This modern movie has almost nothing of the outstanding settings of the original movie with Herny Fonda among others. Even though most of this movie is also shot in one room, it's a very large one where people can walk around and away from each other at any time instead of a small jury room where tensions arise rather quickly. The heat is not as extreme as in the tense original film. Even though there are weather changes in this movie, they aren't very present and don't serve as guiding line to the story. The clever camera angles of the original are almost completely absent in this film since the cameras rarely film from above in the beginning and there aren't many close-ups either towards the end. The soundtrack is even more limited than the original and not memorable at all. At certain points, this movie feels as if it had been directed by some overambitious law school students and unexperienced movie fans that didn't exactly understand why the original version worked so brilliantly and still does until today.

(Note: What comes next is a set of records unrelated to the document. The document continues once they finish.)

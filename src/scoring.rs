//! Hole-scoring detection and ball lifecycle watchdogs.
//!
//! ## Pipeline (runs in order every `Update` frame, after physics writeback)
//!
//! 1. [`scoring_detection_system`] — samples each ball against the
//!    [`SCORING_HOLES`] table and emits at most one [`ScoreMessage`] per pass.
//! 2. [`rearm_on_return_system`] — detects the *transition* back into the
//!    starting area and re-arms scoring for the next pass.
//! 3. [`out_of_bounds_reset_system`] — balls that rolled off the end of the
//!    lane are returned to their staging slot.
//!
//! A hole is hit when all three hold: planar XZ distance below
//! `radius × slack`, depth alignment within the z window, and the ball has
//! dropped below its lane-entry height.  The first hole satisfied in
//! declaration order wins and scanning stops for that sample.

use crate::ball::{Ball, PassState};
use crate::config::GameConfig;
use crate::lane::SCORING_HOLES;
use crate::round::ScoreMessage;
use bevy::prelude::*;
use bevy_rapier3d::prelude::*;
use rand::Rng;

/// Scan every armed ball against the hole table.
///
/// `has_scored` latches on the first hit and blocks further emission until a
/// re-arm path fires — a ball bouncing inside a hole's detection zone for
/// several frames still scores exactly once.
pub fn scoring_detection_system(
    mut balls: Query<(&Transform, &Ball, &mut PassState)>,
    mut score_writer: MessageWriter<ScoreMessage>,
    config: Res<GameConfig>,
) {
    for (transform, ball, mut pass) in balls.iter_mut() {
        if pass.has_scored {
            continue;
        }
        let p = transform.translation;
        if p.y >= ball.spawn.y - config.score_drop_threshold {
            // Still rolling on or above the board — not falling through it.
            continue;
        }

        for hole in SCORING_HOLES.iter() {
            let planar = Vec2::new(p.x - hole.position.x, p.z - hole.position.z).length();
            if planar < hole.radius * config.hole_radius_slack
                && (p.z - hole.position.z).abs() < config.hole_depth_window
            {
                pass.has_scored = true;
                score_writer.write(ScoreMessage { points: hole.score });
                break;
            }
        }
    }
}

/// Re-arm scoring when a ball crosses back into its starting area.
///
/// Fires on the transition only: a ball parked on the area boundary does not
/// re-arm every frame, it re-arms once when it enters.
pub fn rearm_on_return_system(
    mut balls: Query<(&Transform, &Ball, &mut PassState)>,
    config: Res<GameConfig>,
) {
    for (transform, ball, mut pass) in balls.iter_mut() {
        let p = transform.translation;
        let in_area = (p.z - ball.spawn.z).abs() < config.start_area_z
            && (p.y - ball.spawn.y).abs() < config.start_area_y;

        if in_area && !pass.in_start_area {
            pass.has_scored = false;
        }
        pass.in_start_area = in_area;
    }
}

/// Return balls that fell off the end of the lane to their staging slot.
///
/// The reset teleports to the slot plus a small random XZ offset so several
/// fallen balls do not restack in one spot, zeroes all motion, and re-arms
/// scoring.  Triggering twice in a row is harmless: each reset starts over
/// from the slot position.
pub fn out_of_bounds_reset_system(
    mut balls: Query<(&mut Transform, &mut Velocity, &Ball, &mut PassState)>,
    config: Res<GameConfig>,
) {
    let mut rng = rand::thread_rng();
    for (mut transform, mut velocity, ball, mut pass) in balls.iter_mut() {
        if transform.translation.y >= ball.spawn.y - config.fall_reset_threshold {
            continue;
        }
        let jitter = Vec2::new(
            rng.gen_range(-config.reset_jitter..=config.reset_jitter),
            rng.gen_range(-config.reset_jitter..=config.reset_jitter),
        );
        crate::ball::reset_ball(ball, jitter, &mut transform, &mut velocity, &mut pass);
    }
}

// ── Unit tests ────────────────────────────────────────────────────────────────

#[cfg(test)]
mod tests {
    use super::*;
    use crate::lane::LaneOrigin;

    /// Accumulates every emitted score so tests can count emissions across
    /// multiple frames.
    #[derive(Resource, Default)]
    struct CapturedScores(Vec<u32>);

    fn capture_scores(mut reader: MessageReader<ScoreMessage>, mut captured: ResMut<CapturedScores>) {
        for message in reader.read() {
            captured.0.push(message.points);
        }
    }

    /// Build a minimal headless app with the detector pipeline and a score
    /// capture stage — no window, no renderer, no physics step.
    fn build_test_app() -> App {
        let mut app = App::new();
        app.add_plugins(MinimalPlugins);
        app.insert_resource(GameConfig::default());
        app.insert_resource(LaneOrigin::default());
        app.init_resource::<CapturedScores>();
        app.add_message::<ScoreMessage>();
        app.add_systems(
            Update,
            (
                scoring_detection_system,
                rearm_on_return_system,
                out_of_bounds_reset_system,
                capture_scores,
            )
                .chain(),
        );
        app
    }

    fn spawn_test_ball(app: &mut App, position: Vec3) -> Entity {
        app.world_mut()
            .spawn((
                Ball {
                    spawn: Vec3::new(0.0, 1.5, 0.6),
                    radius: 0.13,
                },
                PassState::default(),
                Transform::from_translation(position),
                Velocity::zero(),
            ))
            .id()
    }

    fn move_ball(app: &mut App, entity: Entity, position: Vec3) {
        app.world_mut()
            .entity_mut(entity)
            .get_mut::<Transform>()
            .unwrap()
            .translation = position;
    }

    /// A ball falling through the centre 5-hole emits
    /// `ScoreMessage(5)` exactly once and latches `has_scored`.
    #[test]
    fn falling_through_five_hole_scores_once() {
        let mut app = build_test_app();
        // 0.6 below spawn height, directly over the hole at (0, 0, 6).
        let ball = spawn_test_ball(&mut app, Vec3::new(0.0, 0.9, 6.0));
        app.update();

        assert_eq!(app.world().resource::<CapturedScores>().0, vec![5]);
        assert!(app.world().entity(ball).get::<PassState>().unwrap().has_scored);

        // Still inside the detection zone next frame: no second emission.
        app.update();
        assert_eq!(app.world().resource::<CapturedScores>().0, vec![5]);
    }

    /// A ball above the drop threshold never scores, even directly over a
    /// hole — it is rolling on the board, not falling through it.
    #[test]
    fn ball_on_board_surface_does_not_score() {
        let mut app = build_test_app();
        spawn_test_ball(&mut app, Vec3::new(0.0, 1.2, 6.0));
        app.update();
        assert!(app.world().resource::<CapturedScores>().0.is_empty());
    }

    /// Off-centre beyond the slack radius: no score.
    #[test]
    fn near_miss_outside_slack_radius_does_not_score() {
        let mut app = build_test_app();
        // 0.2 off the hole centre; detection radius is 0.16 × 1.2 = 0.192.
        spawn_test_ball(&mut app, Vec3::new(0.2, 0.9, 6.0));
        app.update();
        assert!(app.world().resource::<CapturedScores>().0.is_empty());
    }

    /// Re-arm requires a transition into the starting area; sitting inside it
    /// does not re-arm every frame.
    #[test]
    fn rearm_fires_on_transition_only() {
        let mut app = build_test_app();
        let ball = spawn_test_ball(&mut app, Vec3::new(0.0, 0.9, 6.0));
        app.update();
        assert!(app.world().entity(ball).get::<PassState>().unwrap().has_scored);

        // Ball returns to its staging slot: transition re-arms.
        move_ball(&mut app, ball, Vec3::new(0.0, 1.5, 0.6));
        app.update();
        let pass = *app.world().entity(ball).get::<PassState>().unwrap();
        assert!(!pass.has_scored);
        assert!(pass.in_start_area);

        // Latch again while the ball stays put: residence must not re-arm.
        app.world_mut()
            .entity_mut(ball)
            .get_mut::<PassState>()
            .unwrap()
            .has_scored = true;
        app.update();
        assert!(app.world().entity(ball).get::<PassState>().unwrap().has_scored);
    }

    /// After scoring and re-arming, a second pass scores again.
    #[test]
    fn full_pass_cycle_allows_second_score() {
        let mut app = build_test_app();
        let ball = spawn_test_ball(&mut app, Vec3::new(0.0, 0.9, 6.0));
        app.update();
        move_ball(&mut app, ball, Vec3::new(0.0, 1.5, 0.6));
        app.update();
        move_ball(&mut app, ball, Vec3::new(0.4, 0.9, 5.0));
        app.update();

        assert_eq!(app.world().resource::<CapturedScores>().0, vec![5, 1]);
    }

    /// Dropping 2.1 below spawn height resets the ball to its
    /// slot (± jitter), zeroes velocity, and re-arms.
    #[test]
    fn fall_below_threshold_resets_to_slot() {
        let mut app = build_test_app();
        let ball = spawn_test_ball(&mut app, Vec3::new(0.3, 1.5 - 2.1, 7.4));
        {
            let mut entity = app.world_mut().entity_mut(ball);
            entity.get_mut::<PassState>().unwrap().has_scored = true;
            entity.get_mut::<Velocity>().unwrap().linvel = Vec3::new(1.0, -8.0, 4.0);
        }
        app.update();

        let world = app.world();
        let transform = world.entity(ball).get::<Transform>().unwrap();
        let offset = transform.translation - Vec3::new(0.0, 1.5, 0.6);
        assert!(offset.x.abs() <= 0.2 && offset.z.abs() <= 0.2, "jitter out of bounds: {offset:?}");
        assert_eq!(offset.y, 0.0);
        assert_eq!(world.entity(ball).get::<Velocity>().unwrap().linvel, Vec3::ZERO);
        let pass = world.entity(ball).get::<PassState>().unwrap();
        assert!(!pass.has_scored);
        assert!(pass.in_start_area);
    }

    /// Simulated double-trigger: a second reset frame keeps the ball inside
    /// the single-reset jitter envelope.
    #[test]
    fn double_out_of_bounds_trigger_stays_bounded() {
        let mut app = build_test_app();
        let ball = spawn_test_ball(&mut app, Vec3::new(0.0, -1.0, 7.0));
        app.update();
        // Force the reset condition again immediately.
        move_ball(&mut app, ball, Vec3::new(0.0, -1.0, 7.0));
        app.update();

        let transform = app.world().entity(ball).get::<Transform>().unwrap();
        let offset = transform.translation - Vec3::new(0.0, 1.5, 0.6);
        assert!(offset.x.abs() <= 0.2 && offset.z.abs() <= 0.2);
    }
}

Despite being a copy of a great script that comes six decades too late, the movie is still enjoyable because the story is almost timeless and the original drama has an incredibly strong character development and perfect dialogues. The Chinese actors aren't as perfect but they are really solid and their performances are clearly better than many other television remakes of the original. Some characters have slightly different background stories if compared to the original which adds at least a handful of interesting new elements. We get to know an old man whose family got wrongfully criticized by an entire village due to Mao Zedong's failed reforms, a bitter, conservative and poor iceman who despises an entire Generation and a rational communist state prosecutor who obviously plays the protagonist of the story. This little detail is only revealed in the very last scene of the movie and that's why it's so important.

This propaganda movie basically spreads three messages. First of all, the American law system is flawed and can't work in the People's Republic of China. Second, China's law system is better and the men and women who represent it are fair, impartial and modern. Third, China still has to move forward and deal with the demons of its own past, notably the impacts of Mao Zedong's reforms and the prejudices it spread and that still persist. The movie also tries to show more or less that contemporary young millionaires without any identity deserve as much respect as working men who have built an entire nation which is acceptable for this particular courtroom drama but debatable as a general statement.

This movie unintentionally exposes China's heart and soul to the viewers and shows a generation caught between a restrictive system with obsolete values of the past and an egocentric globalized world where it's challenging to find your own place. It portrays a society without any common identity, values and virtues. From that point of view and if you read between the lines and go beyond the plot itself, this movie has a certain interest and almost feels like a social science study while the story itself is simply stated a cheap ripoff. The analysis of this flawed propagandistic perspective is what makes this movie much more interesting than anything else and the main reason for my generous Rating. This movie made me explore the past and contemporary struggles of a directionless yet fascinating country.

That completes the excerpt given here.